Mascull completes Lafaye's novella after her death

Mascull completes Lafaye's novella after her death

Historical novelist Rebecca Mascull has completed Vanessa Lafaye’s manuscript following the author’s death, HarperCollins has revealed.

Lafaye died earlier this year, aged 54, from terminal cancer a week after a world rights deal was announced for her novella inspired by Charles Dickens’ A Christmas Carol,  which picks up the story of Ebenezer Scrooge’s deceased colleague Jacob Marley and introduces Marley’s sister, Clara Belle, "to step forward and tell the story".

Following Lafaye’s death in February, The Bookseller revealed that the author had asked three friends to help her develop the story, entitled Miss Marley, after her death. Lafaye had written the majority of the book, with an outline and illustration for the final scenes, but asked for writers Mascull, Fionnuala Kearney and Essie Fox to await a call from her editor, Kate Mills, to discuss ideas, with one of them tasked with completing the last 10,000 words.

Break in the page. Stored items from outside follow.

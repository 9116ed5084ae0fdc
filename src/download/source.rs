use crate::download::{ranges::ByteRange, types::ContentId};
use futures_util::future::BoxFuture;
use std::collections::BTreeMap;
use std::net::SocketAddr;
use std::time::{Duration, Instant};

/// One peer's offer of a file.
#[derive(Debug, Clone, PartialEq, Eq)]
pub struct RemoteSource {
    pub addr: SocketAddr,
    /// File index/handle at that peer.
    pub index: u32,
    pub size: u64,
    pub content_id: ContentId,
    /// How long the offer stays usable while the download is inactive. `None` never expires.
    pub ttl: Option<Duration>,
}

impl RemoteSource {
    pub fn new(addr: SocketAddr, index: u32, size: u64, content_id: ContentId) -> Self {
        Self {
            addr,
            index,
            size,
            content_id,
            ttl: None,
        }
    }

    pub fn with_ttl(mut self, ttl: Duration) -> Self {
        self.ttl = Some(ttl);
        self
    }

    pub fn key(&self) -> SourceKey {
        SourceKey {
            addr: self.addr,
            index: self.index,
        }
    }
}

#[derive(Debug, Clone, Copy, PartialEq, Eq, Hash, PartialOrd, Ord)]
pub struct SourceKey {
    pub addr: SocketAddr,
    pub index: u32,
}

impl std::fmt::Display for SourceKey {
    fn fmt(&self, f: &mut std::fmt::Formatter<'_>) -> std::fmt::Result {
        write!(f, "{}#{}", self.addr, self.index)
    }
}

#[derive(Debug)]
pub enum SourceError {
    Unreachable { addr: SocketAddr, reason: String },
    Timeout { addr: SocketAddr },
    InvalidData { addr: SocketAddr, reason: String },
}

impl std::fmt::Display for SourceError {
    fn fmt(&self, f: &mut std::fmt::Formatter<'_>) -> std::fmt::Result {
        match self {
            Self::Unreachable { addr, reason } => write!(f, "source {addr} unreachable: {reason}"),
            Self::Timeout { addr } => write!(f, "source {addr} stalled"),
            Self::InvalidData { addr, reason } => {
                write!(f, "source {addr} sent invalid data: {reason}")
            }
        }
    }
}

impl std::error::Error for SourceError {}

/// Network side of a download: fetches one byte range from one source.
///
/// The wire protocol lives behind this trait. Implementations must be cancel-safe: the
/// download may drop the returned future at any point.
pub trait SourceFetcher: Send + Sync + 'static {
    fn fetch<'a>(
        &'a self,
        source: &'a RemoteSource,
        range: ByteRange,
    ) -> BoxFuture<'a, Result<Vec<u8>, SourceError>>;
}

#[derive(Debug, Clone)]
struct SourceEntry {
    source: RemoteSource,
    added: Instant,
    busy: bool,
    bytes_served: u64,
}

/// Mutable candidate set owned by one downloader. Iteration order carries no meaning.
#[derive(Debug, Default)]
pub struct SourcePool {
    by_key: BTreeMap<SourceKey, SourceEntry>,
}

impl SourcePool {
    pub fn new() -> Self {
        Self::default()
    }

    pub fn len(&self) -> usize {
        self.by_key.len()
    }

    pub fn is_empty(&self) -> bool {
        self.by_key.is_empty()
    }

    pub fn busy_count(&self) -> usize {
        self.by_key.values().filter(|e| e.busy).count()
    }

    pub fn contains(&self, key: SourceKey) -> bool {
        self.by_key.contains_key(&key)
    }

    /// Returns false when the source was already known; a re-announced source gets a fresh
    /// expiry.
    pub fn add(&mut self, source: RemoteSource, now: Instant) -> bool {
        match self.by_key.get_mut(&source.key()) {
            Some(entry) => {
                entry.added = now;
                entry.source.ttl = source.ttl;
                false
            }
            None => {
                self.by_key.insert(
                    source.key(),
                    SourceEntry {
                        source,
                        added: now,
                        busy: false,
                        bytes_served: 0,
                    },
                );
                true
            }
        }
    }

    pub fn remove(&mut self, key: SourceKey) -> Option<RemoteSource> {
        self.by_key.remove(&key).map(|e| e.source)
    }

    /// Mark up to `limit` idle sources busy and hand them out.
    pub fn checkout_idle(&mut self, limit: usize) -> Vec<RemoteSource> {
        let mut out = Vec::new();
        for entry in self.by_key.values_mut() {
            if out.len() >= limit {
                break;
            }
            if !entry.busy {
                entry.busy = true;
                out.push(entry.source.clone());
            }
        }
        out
    }

    pub fn release(&mut self, key: SourceKey) {
        if let Some(entry) = self.by_key.get_mut(&key) {
            entry.busy = false;
        }
    }

    pub fn release_all(&mut self) {
        for entry in self.by_key.values_mut() {
            entry.busy = false;
        }
    }

    pub fn record_served(&mut self, key: SourceKey, bytes: u64) {
        if let Some(entry) = self.by_key.get_mut(&key) {
            entry.bytes_served = entry.bytes_served.saturating_add(bytes);
        }
    }

    pub fn bytes_served(&self, key: SourceKey) -> u64 {
        self.by_key.get(&key).map_or(0, |e| e.bytes_served)
    }

    /// Drop idle sources whose ttl ran out. Returns how many were removed.
    pub fn prune_expired(&mut self, now: Instant) -> usize {
        let before = self.by_key.len();
        self.by_key.retain(|_, e| {
            e.busy
                || e.source
                    .ttl
                    .is_none_or(|ttl| now.saturating_duration_since(e.added) < ttl)
        });
        before - self.by_key.len()
    }

    pub fn sources(&self) -> impl Iterator<Item = &RemoteSource> {
        self.by_key.values().map(|e| &e.source)
    }
}

#[cfg(test)]
mod tests {
    use super::*;

    fn src(port: u16, ttl: Option<Duration>) -> RemoteSource {
        RemoteSource {
            addr: SocketAddr::from(([10, 0, 0, 1], port)),
            index: 1,
            size: 1000,
            content_id: ContentId([1; 16]),
            ttl,
        }
    }

    #[test]
    fn add_deduplicates_by_address_and_index() {
        let now = Instant::now();
        let mut pool = SourcePool::new();
        assert!(pool.add(src(1, None), now));
        assert!(!pool.add(src(1, None), now));
        assert!(pool.add(src(2, None), now));
        assert_eq!(pool.len(), 2);
    }

    #[test]
    fn checkout_marks_busy_until_release() {
        let now = Instant::now();
        let mut pool = SourcePool::new();
        pool.add(src(1, None), now);
        pool.add(src(2, None), now);
        let first = pool.checkout_idle(1);
        assert_eq!(first.len(), 1);
        assert_eq!(pool.busy_count(), 1);
        let rest = pool.checkout_idle(8);
        assert_eq!(rest.len(), 1);
        assert!(pool.checkout_idle(8).is_empty());
        pool.release(first[0].key());
        assert_eq!(pool.checkout_idle(8).len(), 1);
    }

    #[test]
    fn prune_drops_only_expired_idle_sources() {
        let now = Instant::now();
        let mut pool = SourcePool::new();
        pool.add(src(1, Some(Duration::from_secs(10))), now);
        pool.add(src(2, None), now);
        pool.add(src(3, Some(Duration::from_secs(10))), now);
        let busy = pool.checkout_idle(1);
        assert_eq!(busy[0].addr.port(), 1);

        let removed = pool.prune_expired(now + Duration::from_secs(11));
        assert_eq!(removed, 1);
        assert!(pool.contains(src(1, None).key()));
        assert!(pool.contains(src(2, None).key()));
        assert!(!pool.contains(src(3, None).key()));
    }
}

It has now been revealed that Mascull, author of The Visitors and The Wild Air (both published by Hodder), has completed the final piece of the novella ahead of its publication in November.

Mascull was Lafaye’s friend and both were members of The Prime Writers, an authors' collective consisting of people who published their first novel aged 40 and above. Lafaye had also talked to Mascull frequently about her progress with the novella.

Mills, HQ publishing director, said: “It was heartbreaking to lose Vanessa, a much-loved author and friend to many in publishing. Vanessa had been honest about what was to happen if she died before she could finish her novella, and she was passionate about Miss Marley being published come what may.

"I’d been reading Vanessa’s work as she wrote, so I knew Miss Marley was something very special, but it was always going to be a tough job finding someone who could do the material justice, so I was delighted that Rebecca, whose writing I’d read and admired, was willing to take on the project."

Mills revealed that Mascull has "delivered a brilliant ending that Vanessa would have adored, and which will enchant readers".

"Rebecca’s skill both as a storyteller and a lover of Dickens shine off the page, and I read the last few pages with tears running down my cheeks," she said. "It feels so very right, but of course it’s terribly bittersweet."

Mascull revealed it was a "privilege to complete this story for my dear friend, Vanessa" and that she was "honoured to be asked".

"I miss her very much - I miss her warmth, her humour, her joyous attitude to life and our chats about Dickens," she said. "I will miss her glorious writing. Before she died, I told her, ‘Your voice will live forever in your books’....With Miss Marley, I hope I've helped her in a small way to achieve her final writing ambition. It is a beautiful tale and readers will take it to their hearts, I'm sure of that."

Lafaye had worked for many years in academic publishing, including the Oxford University Press, Blackwell’s and Wiley. She worked as a commissioning editor at OUP throughout the nineties, joining in 1989 and leaving in 1999. 

She was diagnosed with terminal cancer last year and explored the impact of living with the disease in her popular blog Living While Dying.

Miss Marley: The Untold Story of Jacob Marley’s Sister will be published as a small format hardback, e-book and audio on 1st November.